We assume that we have a dataset consisting of one folder of images, and a parallel folder of label images. The files in each folder are identically named and the label image gives the ground-truth classification of each image in the images folder.

This notebook contains approaches for efficiently converting such datasets into TFRecords.

## Convert classified image folders to tfrecords

For each pair of image/label files, we want to create a tensorflow Example and then write those to a .tfrecords file.

In order to be able to parallelise this step, we'll create sharded output files i.e. one .tfrecords for each worker.

We have two alternative approaches: one which uses tensorflow code for image I/O and decoding - this code releases the GIL and can profitably be multithreaded; and another approach which uses GDAL to decode images - this code cannot usefully be multithreaded but a multiprocessing approach is used instead.

**Unless you have a specific reason to do otherwise I recommend you use the multiprocessing approach; the difference in speed is minimal and it's a lot more flexible.**

### Define path to the image chips

Define 3 variables:

* `IMAGE_FOLDER` - the folder where the image chips have been created. Should contain subfolders called `images` and `labels`

* `TF_FOLDER` - the folder where the TFRecord files should be created

* `TF_DATASET` - the filename stem for the TFRecord files. The output filenames will be in the format TF_DATASET-00001-of-nnnnn


In [6]:
IMAGE_FOLDER = r'/mnt/c/Users/harry/Documents/Data/airbus_50cm_0.5m_4pad_256_lusaka_2017-closest/'

_tf_base = r'/mnt/c/Users/harry/Documents/Data/lusaka_tfrecords'

_tf_base = r'../../Data/lusaka_tfrecords'
TF_FOLDER = os.path.join(_tf_base, 'lusaka_50cm_rgb_2017')
TF_DATASET = "lusaka_50cm_rgb_2017"


---
## Approach 1: Translate to tfrecords via multithreaded process.

This is taken from #https://github.com/tensorflow/models/blob/f87a58cd96d45de73c9a8330a06b2ab56749a7fa/research/inception/inception/data/build_image_data.py#L291

This uses tensorflow libraries to do all the time consuming parts like reading the image files. Because they are written with this in mind they can be parallelised through multithreading (they don't lock the GIL). However this means that we're limited to what they provide in terms of supported data types etc. In particular they don't support geotiffs or images >8bit depth. 

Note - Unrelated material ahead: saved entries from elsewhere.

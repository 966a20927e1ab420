//! HTTP response types and the emission state machine.
//!
//! A response moves through `Setup → Headers → Content → WaitAck → End`,
//! with `Failed` reachable from any state before `End`. Content is pulled
//! from a [`ContentSource`] only when the transport reports free send
//! window, so no call ever blocks: a source that has nothing yet answers
//! [`Fill::TryAgain`] and is asked again, at the same offset, on the next
//! writable opportunity.

use std::fmt;
use std::io;

use log::{debug, warn};
use serde::Serialize;

use crate::parser::{Error as ParserError, Headers, HttpVersion};
use crate::server::connection::Transport;
use crate::server::error::Error;
use crate::server::template::{TemplateFilter, TemplateProcessor};

/// HTTP status codes with their standard reason phrases.
#[derive(Debug, Clone, Copy, PartialEq, Eq)]
pub enum StatusCode {
    Continue = 100,
    Ok = 200,
    Created = 201,
    Accepted = 202,
    NoContent = 204,
    MovedPermanently = 301,
    Found = 302,
    SeeOther = 303,
    NotModified = 304,
    TemporaryRedirect = 307,
    BadRequest = 400,
    Unauthorized = 401,
    Forbidden = 403,
    NotFound = 404,
    MethodNotAllowed = 405,
    RequestTimeout = 408,
    LengthRequired = 411,
    PayloadTooLarge = 413,
    UriTooLong = 414,
    UnsupportedMediaType = 415,
    RequestHeaderFieldsTooLarge = 431,
    InternalServerError = 500,
    NotImplemented = 501,
    BadGateway = 502,
    ServiceUnavailable = 503,
    HttpVersionNotSupported = 505,
}

impl StatusCode {
    /// Get the reason phrase for this status code.
    pub fn reason_phrase(&self) -> &'static str {
        match self {
            StatusCode::Continue => "Continue",
            StatusCode::Ok => "OK",
            StatusCode::Created => "Created",
            StatusCode::Accepted => "Accepted",
            StatusCode::NoContent => "No Content",
            StatusCode::MovedPermanently => "Moved Permanently",
            StatusCode::Found => "Found",
            StatusCode::SeeOther => "See Other",
            StatusCode::NotModified => "Not Modified",
            StatusCode::TemporaryRedirect => "Temporary Redirect",
            StatusCode::BadRequest => "Bad Request",
            StatusCode::Unauthorized => "Unauthorized",
            StatusCode::Forbidden => "Forbidden",
            StatusCode::NotFound => "Not Found",
            StatusCode::MethodNotAllowed => "Method Not Allowed",
            StatusCode::RequestTimeout => "Request Time-out",
            StatusCode::LengthRequired => "Length Required",
            StatusCode::PayloadTooLarge => "Payload Too Large",
            StatusCode::UriTooLong => "URI Too Long",
            StatusCode::UnsupportedMediaType => "Unsupported Media Type",
            StatusCode::RequestHeaderFieldsTooLarge => "Request Header Fields Too Large",
            StatusCode::InternalServerError => "Internal Server Error",
            StatusCode::NotImplemented => "Not Implemented",
            StatusCode::BadGateway => "Bad Gateway",
            StatusCode::ServiceUnavailable => "Service Unavailable",
            StatusCode::HttpVersionNotSupported => "HTTP Version not supported",
        }
    }

    pub fn as_u16(&self) -> u16 {
        *self as u16
    }
}

impl From<&ParserError> for StatusCode {
    fn from(err: &ParserError) -> Self {
        match err {
            ParserError::UnsupportedMethod(_) => StatusCode::NotImplemented,
            ParserError::UnsupportedVersion(_) => StatusCode::HttpVersionNotSupported,
            ParserError::TooManyHeaders(_) => StatusCode::RequestHeaderFieldsTooLarge,
            ParserError::BodyTooLarge { .. } | ParserError::TooManyParams(_) => {
                StatusCode::PayloadTooLarge
            }
            _ => StatusCode::BadRequest,
        }
    }
}

impl fmt::Display for StatusCode {
    fn fmt(&self, f: &mut fmt::Formatter<'_>) -> fmt::Result {
        write!(f, "{} {}", self.as_u16(), self.reason_phrase())
    }
}

/// Where a response currently is in its lifecycle.
#[derive(Debug, Clone, Copy, PartialEq, Eq)]
pub enum ResponseState {
    /// Status, headers and content may still be changed.
    Setup,
    /// The header block is queued but not fully accepted by the transport.
    Headers,
    /// Content is being pulled and queued.
    Content,
    /// Everything is queued; waiting for the peer to acknowledge it.
    WaitAck,
    /// The peer acknowledged every byte.
    End,
    /// The transport failed or timed out.
    Failed,
}

/// Result of asking a [`ContentSource`] for more bytes.
#[derive(Debug, Clone, Copy, PartialEq, Eq)]
pub enum Fill {
    /// This many bytes were written to the buffer. Zero ends a chunked body.
    Ready(usize),
    /// Nothing is available yet; ask again at the same offset later.
    TryAgain,
}

/// Pull-based producer of response content.
pub trait ContentSource {
    /// Write up to `buf.len()` bytes of content starting at byte `index`.
    fn fill(&mut self, buf: &mut [u8], index: usize) -> Fill;
}

impl<F> ContentSource for F
where
    F: FnMut(&mut [u8], usize) -> Fill,
{
    fn fill(&mut self, buf: &mut [u8], index: usize) -> Fill {
        self(buf, index)
    }
}

/// Unbounded in-memory transport used by [`HttpResponse::to_bytes`].
struct Collector(Vec<u8>);

impl Transport for Collector {
    fn space(&self) -> usize {
        16 * 1024
    }

    fn write(&mut self, data: &[u8]) -> usize {
        self.0.extend_from_slice(data);
        data.len()
    }

    fn close(&mut self) {}
}

struct BytesSource(Vec<u8>);

impl ContentSource for BytesSource {
    fn fill(&mut self, buf: &mut [u8], index: usize) -> Fill {
        let rest = self.0.get(index..).unwrap_or_default();
        let n = rest.len().min(buf.len());
        buf[..n].copy_from_slice(&rest[..n]);
        Fill::Ready(n)
    }
}

#[derive(Debug, Clone, Copy, PartialEq, Eq)]
enum Framing {
    Length(usize),
    Chunked,
}

/// Represents an HTTP response.
pub struct HttpResponse {
    status: StatusCode,
    headers: Headers,
    content_type: Option<String>,
    framing: Framing,
    source: Option<Box<dyn ContentSource>>,
    template: Option<TemplateFilter>,
    state: ResponseState,
    chunked_wire: bool,
    head_only: bool,
    head_len: usize,
    sent_len: usize,
    written_len: usize,
    acked_len: usize,
    outbox: Vec<u8>,
}
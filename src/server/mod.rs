//! HTTP server implementation for asyncweb-rs.
//!
//! This module binds the parsers to a connection lifecycle: handler and
//! rewrite registries, the per-connection event machine, and the response
//! emitter. [`Connection`] can be driven by any non-blocking transport;
//! [`HttpServer::start`] and [`serve_connection`] drive it from tokio.

mod auth;
mod config;
mod connection;
mod error;
mod handler;
mod http_server;
mod request;
mod response;
mod rewrite;
mod template;

// Re-export public items
pub use auth::Credentials;
pub use config::ServerConfig;
pub use connection::{Connection, RequestState, Transport};
pub use error::Error;
pub use handler::{
    BodyCallback, BodyChunk, CallbackHandler, Filter, Handler, HandlerId, RequestCallback, Route,
    UploadCallback, UploadChunk,
};
pub use http_server::{serve_connection, HttpServer};
pub use request::HttpRequest;
pub use response::{ContentSource, Fill, HttpResponse, ResponseState, ResponseStream, StatusCode};
pub use rewrite::Rewrite;
pub use template::TemplateProcessor;
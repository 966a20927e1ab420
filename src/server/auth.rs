//! HTTP Basic authentication.

use crate::parser::Authorization;

pub(crate) const DEFAULT_REALM: &str = "Login Required";

/// Basic credentials guarding a route.
#[derive(Debug, Clone, PartialEq, Eq)]
pub struct Credentials {
    pub username: String,
    pub password: String,
    /// Realm announced in the challenge; [`DEFAULT_REALM`] when `None`.
    pub realm: Option<String>,
}

impl Credentials {
    pub fn new(username: impl Into<String>, password: impl Into<String>) -> Self {
        Self {
            username: username.into(),
            password: password.into(),
            realm: None,
        }
    }

    pub fn with_realm(mut self, realm: impl Into<String>) -> Self {
        self.realm = Some(realm.into());
        self
    }

    pub fn realm(&self) -> &str {
        self.realm.as_deref().unwrap_or(DEFAULT_REALM)
    }

    /// The token a client sends after `Basic `.
    pub fn token(&self) -> String {
        basic_token(&self.username, &self.password)
    }

    pub fn verify(&self, authorization: Option<&Authorization>) -> bool {
        match authorization {
            Some(Authorization::Basic(token)) => *token == self.token(),
            // Digest hashing is not implemented.
            Some(Authorization::Digest(_)) | None => false,
        }
    }
}

pub(crate) fn basic_token(username: &str, password: &str) -> String {
    base64_encode(format!("{username}:{password}").as_bytes())
}

/// `WWW-Authenticate` value for a Basic challenge.
pub(crate) fn basic_challenge(realm: &str) -> String {
    format!("Basic realm=\"{realm}\"")
}

const ALPHABET: &[u8; 64] = b"ABCDEFGHIJKLMNOPQRSTUVWXYZabcdefghijklmnopqrstuvwxyz0123456789+/";

fn base64_encode(input: &[u8]) -> String {
    let mut out = String::with_capacity(input.len().div_ceil(3) * 4);
    for group in input.chunks(3) {
        let b = [
            group[0],
            group.get(1).copied().unwrap_or(0),
            group.get(2).copied().unwrap_or(0),
        ];
        let n = (u32::from(b[0]) << 16) | (u32::from(b[1]) << 8) | u32::from(b[2]);
        for (i, shift) in [18u32, 12, 6, 0].into_iter().enumerate() {
            if i <= group.len() {
                out.push(char::from(ALPHABET[((n >> shift) & 0x3f) as usize]));
            } else {
                out.push('=');
            }
        }
    }
    out
}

So this approach can only be used for RGB imagery in JPG/PNG/BMP format. 

### Translate all the tiffs to PNGs if needed

The multithreaded process can only read PNG/JPG/BMP format images. If you have 3-band 8-bit imagery in some other format (e.g. GeoTIFF) then you can use this cell to translate them all to PNGs in order to then use the multithreaded translation to TFRecords. 

In [None]:
# define a folder for the translated PNG image chips
png_images = "path\to\png_output"

import rasterio
def translate_tif_to_png(tif_path):
    with rasterio.open(tif_path, 'r') as ds:
        out_path = tif_path.replace(IMAGE_FOLDER, png_images).replace('.tif', '.png')
        if not os.path.exists(os.path.dirname(out_path)):
            os.makedirs(os.path.dirname(out_path))
        with rasterio.open(out_path, 'w', driver='PNG',
                          width=ds.width, height=ds.height, count=ds.count,
                           dtype=ds.dtypes[0],nodata=ds.nodata,transform=ds.transform, 
                           crs=ds.crs) as dst:
            dst.write(ds.read())

images = glob.glob(os.path.join(IMAGE_FOLDER, 'images',  '*.tif'))
labels = glob.glob(os.path.join(IMAGE_FOLDER, 'labels',  '*.tif'))
Parallel(n_jobs=8)(delayed(translate_tif_to_png)(t) for t in images)
Parallel(n_jobs=8)(delayed(translate_tif_to_png)(t) for t in labels)
IMAGE_FOLDER = png_images

In [13]:
IMAGE_FOLDER = png_images

### Run multithreaded TFRecord creation

In [1]:
from dl_segmentation_utils import images_to_tfrecords_mt
import tensorflow as tf
import numpy as np

We can use this function to translate a complete image folder tree to sharded tfrecords,  if the images are 8-bit PNG or JPG files (although currently it's coded to look for only PNG). PNGs can be transcoded to JPG along the way, which decreases filesize but is lossy.

This process is super fast as it uses optimised TF code throughout.

In [None]:
images_to_tfrecords_mt(name="airbus_raw_mumbai_png",  directory=IMAGE_FOLDER, out_directory=TF_FOLDER, 
                              num_shards=12, num_threads=12,
                             dltile_from_filename=True, convert_png_to_jpg=False,
                             store_as_array=False)

----

## Approach 2: Translate to tfrecords via multiprocessing

Tensorflow native code doesn't have any readers for Tiff files and imagery stuff in general seems to be strongly oriented around 3 band 8 bit images, so isn't helpful for multispectral tiff files with higher bit depths.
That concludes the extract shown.